*Exercise details*.
A single number is needed: how many lines of the data below contain "return".

*Provided data*.
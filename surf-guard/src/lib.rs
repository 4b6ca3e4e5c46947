//! [`surf`] middleware that routes requests through a [`Guard`].
//!
//! ```no_run
//! # async fn run() -> Result<(), Box<dyn std::error::Error>> {
//! use request_guard::{GuardConfig, RequestOverride};
//! use surf_guard::GuardMiddleware;
//!
//! let client = surf::Client::new().with(GuardMiddleware::new(GuardConfig::default())?);
//! let mut fresh = surf::get("https://example.com/clock").build();
//! fresh.set_ext(RequestOverride::bypass());
//! client.send(fresh).await?;
//! # Ok(())
//! # }
//! ```

use bytes::Bytes;
use request_guard::{
    Admission, ConfigError, Guard, GuardConfig, GuardError, HttpResponse, RequestBody,
    RequestDescriptor, RequestOverride,
};
use std::sync::Arc;
use surf::http::{mime::Mime, Body};
use surf::middleware::{Middleware, Next};
use surf::{Client, Request, Response, StatusCode};

/// Deduplicates and briefly caches the requests of a surf client.
///
/// Attach a [`RequestOverride`] with [`Request::set_ext`] to adjust a single
/// request.
#[derive(Clone)]
pub struct GuardMiddleware {
    guard: Arc<Guard<surf::Error>>,
}

impl GuardMiddleware {
    pub fn new(config: GuardConfig) -> Result<Self, ConfigError> {
        Ok(Self::with_guard(Arc::new(Guard::new(config)?)))
    }

    pub fn with_guard(guard: Arc<Guard<surf::Error>>) -> Self {
        Self { guard }
    }

    pub fn guard(&self) -> &Arc<Guard<surf::Error>> {
        &self.guard
    }
}

#[surf::utils::async_trait]
impl Middleware for GuardMiddleware {
    async fn handle(
        &self,
        mut req: Request,
        client: Client,
        next: Next<'_>,
    ) -> surf::Result<Response> {
        let overrides = req.ext::<RequestOverride>().cloned();
        let inspect_body = self.guard.config().is_eligible(&req.method().to_string());
        let descriptor = describe(&mut req, inspect_body).await?;

        let key = match self
            .guard
            .admit(&descriptor, overrides.as_ref())
            .map_err(into_surf_error)?
        {
            Admission::Bypass(_) => return next.run(req, client).await,
            Admission::Guarded(key) => key,
        };

        let response = self
            .guard
            .run_guarded(key, || async move {
                let res = next.run(req, client).await?;
                snapshot(res).await
            })
            .await
            .map_err(into_surf_error)?;
        Ok(into_surf_response(response))
    }
}

/// Builds a descriptor of `req` without losing its body.
///
/// Bodies of known length are read into memory and put back. Bodies of
/// unknown length are left untouched and described as a stream. With
/// `inspect_body` unset the body is not looked at.
pub async fn describe(req: &mut Request, inspect_body: bool) -> surf::Result<RequestDescriptor> {
    let mut descriptor = RequestDescriptor::new(&req.method().to_string(), req.url().clone());
    for (name, values) in req.iter() {
        for value in values.iter() {
            descriptor = descriptor.with_header(name.as_str(), value.as_str());
        }
    }

    if !inspect_body {
        return Ok(descriptor.with_body(RequestBody::Opaque));
    }

    let body = req.take_body();
    if body.len().is_none() {
        req.set_body(body);
        return Ok(descriptor.with_body(RequestBody::Stream));
    }

    let mime = body.mime().clone();
    let bytes = body.into_bytes().await?;
    let described = describe_body(&mime, &bytes);
    let mut restored = Body::from_bytes(bytes);
    restored.set_mime(mime);
    req.set_body(restored);

    Ok(descriptor.with_body(described))
}

fn describe_body(mime: &Mime, bytes: &[u8]) -> RequestBody {
    if bytes.is_empty() {
        return RequestBody::Empty;
    }

    let essence = mime.essence();
    if essence == "application/x-www-form-urlencoded" {
        return RequestBody::Form(url::form_urlencoded::parse(bytes).into_owned().collect());
    }

    let textual = mime.basetype() == "text"
        || essence == "application/json"
        || essence.ends_with("+json");
    match std::str::from_utf8(bytes) {
        Ok(content) if textual => RequestBody::Text {
            content: content.to_string(),
            encoding: charset(mime),
        },
        _ => RequestBody::Bytes(Bytes::copy_from_slice(bytes)),
    }
}

/// `charset` parameter of `mime`, defaulting to utf-8
fn charset(mime: &Mime) -> String {
    mime.to_string()
        .split(';')
        .skip(1)
        .filter_map(|param| param.trim().split_once('='))
        .find(|(name, _)| name.eq_ignore_ascii_case("charset"))
        .map(|(_, value)| value.trim_matches('"').to_ascii_lowercase())
        .unwrap_or_else(|| "utf-8".to_string())
}

/// Reads the whole response so it can be replayed
async fn snapshot(mut res: Response) -> surf::Result<HttpResponse> {
    let status = u16::from(res.status());
    let headers = res
        .iter()
        .flat_map(|(name, values)| {
            values
                .iter()
                .map(move |value| (name.as_str().to_string(), value.as_str().to_string()))
        })
        .collect();
    let body = res.body_bytes().await?;

    Ok(HttpResponse {
        status,
        headers,
        body: body.into(),
    })
}

/// Fresh surf response for one caller
fn into_surf_response(response: HttpResponse) -> Response {
    let mut res = surf::http::Response::new(response.status);
    for (name, value) in &response.headers {
        res.append_header(name.as_str(), value.as_str());
    }
    res.set_body(Body::from_bytes(response.body.to_vec()));
    res.into()
}

fn into_surf_error(err: GuardError<surf::Error>) -> surf::Error {
    match err {
        // The claimer alone holds the failure when nobody joined it
        GuardError::Transport(shared) => Arc::try_unwrap(shared)
            .unwrap_or_else(|shared| surf::Error::from_str(shared.status(), shared.to_string())),
        GuardError::UnhashableBody { .. } => {
            surf::Error::from_str(StatusCode::BadRequest, err.to_string())
        }
        other => {
            log::error!("Request guard failed: {}", other);
            surf::Error::from_str(StatusCode::InternalServerError, other.to_string())
        }
    }
}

*Exercise output*.
5